Halal King's chicken mendi is one of the many surprisingly homey Yemeni dishes customers can find at a gas station convenience store in Richmond. (Luke Tsai/KQED)

The Kwik Serv on Carlson Boulevard in Richmond isn’t likely to make any local guidebooks, unless they’re curating for niche interests like “Inexpensive Gas Just off the Freeway” or “Bitcoin ATM Access.”

Lately, however, the gas station convenience store has drawn visitors for something a bit more unexpected: Halal King Kitchen, a takeout window that serves some of the Bay Area’s tastiest Yemeni food.

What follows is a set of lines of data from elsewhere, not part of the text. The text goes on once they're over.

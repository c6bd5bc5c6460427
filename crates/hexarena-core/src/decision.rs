//! Decision source trait and built-in implementations.
//!
//! At the start of every epoch the orchestrator presents each living
//! agent with an [`ArenaView`] and awaits an [`AgentActions`] set. The
//! [`DecisionSource`] trait abstracts how that decision is produced: an
//! LLM backend, a remote player, the scripted class strategies, or a test
//! stub.
//!
//! Calls for different agents run concurrently. A failed call only
//! affects its own agent, which falls back to
//! [`AgentActions::fallback`].

use futures::future::{BoxFuture, FutureExt as _};
use hexarena_agents::{ArenaView, scripted_actions};
use hexarena_types::{AgentActions, AgentId};
use rand::SeedableRng;
use rand::rngs::StdRng;

/// Errors that can occur while deciding for one agent.
#[derive(Debug, thiserror::Error)]
pub enum DecisionError {
    /// The agent did not respond within the deadline.
    #[error("agent {agent_id} timed out (deadline: {deadline_ms}ms)")]
    Timeout {
        /// The agent that timed out.
        agent_id: AgentId,
        /// The deadline in milliseconds.
        deadline_ms: u64,
    },

    /// An internal error in the decision source.
    #[error("decision source error: {message}")]
    Internal {
        /// Description of the error.
        message: String,
    },
}

/// A source of agent decisions.
///
/// `decide` receives an owned view so implementations can move it into a
/// spawned task or serialize it for a remote provider.
pub trait DecisionSource: Send + Sync {
    /// Decide one agent's actions for the epoch in `view`.
    ///
    /// # Errors
    ///
    /// Returns [`DecisionError`] when no decision could be produced. The
    /// orchestrator replaces the actions with a passive fallback.
    fn decide(&self, view: ArenaView) -> BoxFuture<'_, Result<AgentActions, DecisionError>>;
}

/// A decision source that holds position every epoch.
#[derive(Debug, Clone, Default)]
pub struct StubDecisionSource;

impl StubDecisionSource {
    /// Create a new stub decision source.
    pub const fn new() -> Self {
        Self
    }
}

impl DecisionSource for StubDecisionSource {
    fn decide(&self, _view: ArenaView) -> BoxFuture<'_, Result<AgentActions, DecisionError>> {
        futures::future::ready(Ok(AgentActions {
            reasoning: String::from("Holding position."),
            ..AgentActions::default()
        }))
        .boxed()
    }
}

/// Runs each agent's built-in class strategy.
///
/// Randomness is derived from the seed, the epoch and the agent name, so
/// the same battle replays identically.
#[derive(Debug, Clone)]
pub struct ScriptedDecisionSource {
    seed: u64,
}

impl ScriptedDecisionSource {
    /// Create a scripted source with a base seed.
    pub const fn new(seed: u64) -> Self {
        Self { seed }
    }

    fn rng_for(&self, view: &ArenaView) -> StdRng {
        let name_hash = view
            .me
            .name
            .bytes()
            .fold(0xcbf2_9ce4_8422_2325_u64, |h, b| {
                (h ^ u64::from(b)).wrapping_mul(0x0100_0000_01b3)
            });
        StdRng::seed_from_u64(self.seed ^ name_hash ^ view.epoch.rotate_left(32))
    }
}

impl DecisionSource for ScriptedDecisionSource {
    fn decide(&self, view: ArenaView) -> BoxFuture<'_, Result<AgentActions, DecisionError>> {
        let mut rng = self.rng_for(&view);
        let actions = scripted_actions(&view, &mut rng);
        futures::future::ready(Ok(actions)).boxed()
    }
}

One could make the case that this scrappy intersection marks the apex of fine gas station and liquor store cuisine. Just across the street, amid shelves lined with Hot Cheetos and six-packs of Modelo Especial, the Carlson Food Market houses a combination taqueria and Krispy Krunchy Chicken (i.e., the people’s choice for gas station fried chicken). Then, last spring, Halal King opened inside the Kwik Serv and began hawking even rarer delicacies — saucy, aromatic stews infused with fenugreek; a full Yemeni breakfast menu; and the crowd favorite, chicken mendi, one of the most sublime versions of takeout chicken and rice I’ve had in the Bay.

The facade of a gas station convenience store, with a big sign for "Halal King Kitchen."
Halal King has been inspiring gas station customers to do a double-take since it opened in the spring of 2023. (Luke Tsai/KQED)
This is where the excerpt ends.